So we left off with our stairs like this:
But what I haven’t told you yet, is that by the time I got sick of looking at them, they actually looked like this:
Since the floor guys had to cut back the existing treads to add the hardwood treads, we were left with decent sized gaps on both sides of the stairs, going all the way up. On top of that, there were layers of dirt, grime, and paint built up along the sides where the previous owner had painted.
One reason that I procrastinated so long on this was because I knew this would be a big project, and we weren’t sure how we were going to fill in those holes and make the stairs look normal again.
So if you have stairs that have ugly risers and holes on the sides, you should follow these steps to make them not-so-ugly stairs.
Step 1: Fill in those gaps!
I ended up using some scrap wood that I had laying around, cut it to size, and glued it in the holes using construction adhesive. Then I went over it with wood putty:
Step 2: sand
Whether you are staining or painting, you have to sand everything down really well.

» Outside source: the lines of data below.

//! Derived graphs that remember where their vertices and edges came from.

use super::immutable::ImmutableGraph;
use crate::types::{EdgeId, VertexId};

/// A derived graph plus its local-to-parent id mappings.
#[derive(Clone, Debug)]
pub struct Subgraph {
    /// The derived graph, numbered locally from 0.
    pub graph: ImmutableGraph,
    /// `induced_vertices[i]` is the parent id of local vertex `i`.
    pub induced_vertices: Vec<VertexId>,
    /// `induced_edges[i]` is the parent id of local edge `i`.
    pub induced_edges: Vec<EdgeId>,
}

/// A partition subgraph extended with a halo of boundary vertices and edges.
#[derive(Clone, Debug)]
pub struct HaloSubgraph {
    /// Graph and id mappings; vertex ids ascend with parent ids.
    pub subgraph: Subgraph,
    /// True for vertices that belong to the seed set.
    pub inner_nodes: Vec<bool>,
    /// True for edges whose source belongs to the seed set and that were
    /// discovered in the first hop.
    pub inner_edges: Vec<bool>,
}

impl HaloSubgraph {
    /// Number of seed vertices held.
    pub fn num_inner_nodes(&self) -> usize {
        self.inner_nodes.iter().filter(|&&inner| inner).count()
    }

    /// Number of halo vertices held.
    pub fn num_halo_nodes(&self) -> usize {
        self.inner_nodes.len() - self.num_inner_nodes()
    }
}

In my case, I was painting over everything with a white paint, but if you were staining, I am told certain wood putty is also stainable. I would test it first though. Also, since I was painting over everything, I didn’t bother to sand completely to the original wood. I only sanded to get a smooth surface.

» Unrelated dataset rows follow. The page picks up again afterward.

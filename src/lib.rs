//! Strata: immutable graph storage, structural graph operations and a
//! point-to-point transport for shipping graph pieces between workers.
//!
//! - [`storage`] holds the CSR-backed [`ImmutableGraph`](storage::ImmutableGraph),
//!   the adjacency-list [`MutableGraph`](storage::MutableGraph) and the
//!   [`Graph`](storage::Graph) variant that operations dispatch on.
//! - [`ops`] derives new graphs: reversal, line graphs, simple and
//!   bidirected graphs, disjoint union/partition and halo subgraphs.
//! - [`net`] moves byte messages over TCP and defines the array metadata
//!   and key/value wire formats layered on top.
//! - [`cli`] backs the `strata` binary.

#![forbid(unsafe_code)]
#![warn(missing_docs)]

pub mod cli;
pub mod net;
pub mod ops;
pub mod storage;
pub mod types;

pub use storage::{EdgeDir, Graph, GraphQuery, ImmutableGraph, MutableGraph};
pub use types::{EdgeId, ErrorKind, Result, StrataError, VertexId, MISSING_ID};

Apparently I tacked up molding and caulked everything before I sanded. I don’t think the order matters.
Step 3: Add trim (if you want)
I wanted a little more design in the stair risers, so I opted to add a trim along the bottom of each stair. I chose a coved trim from Home Depot for only 2.99 for a 96 inch peice found here:
I measured each stair and cut each peice with a miter saw, but you could cut these with pretty much any saw you have they are very small. I then tacked them up.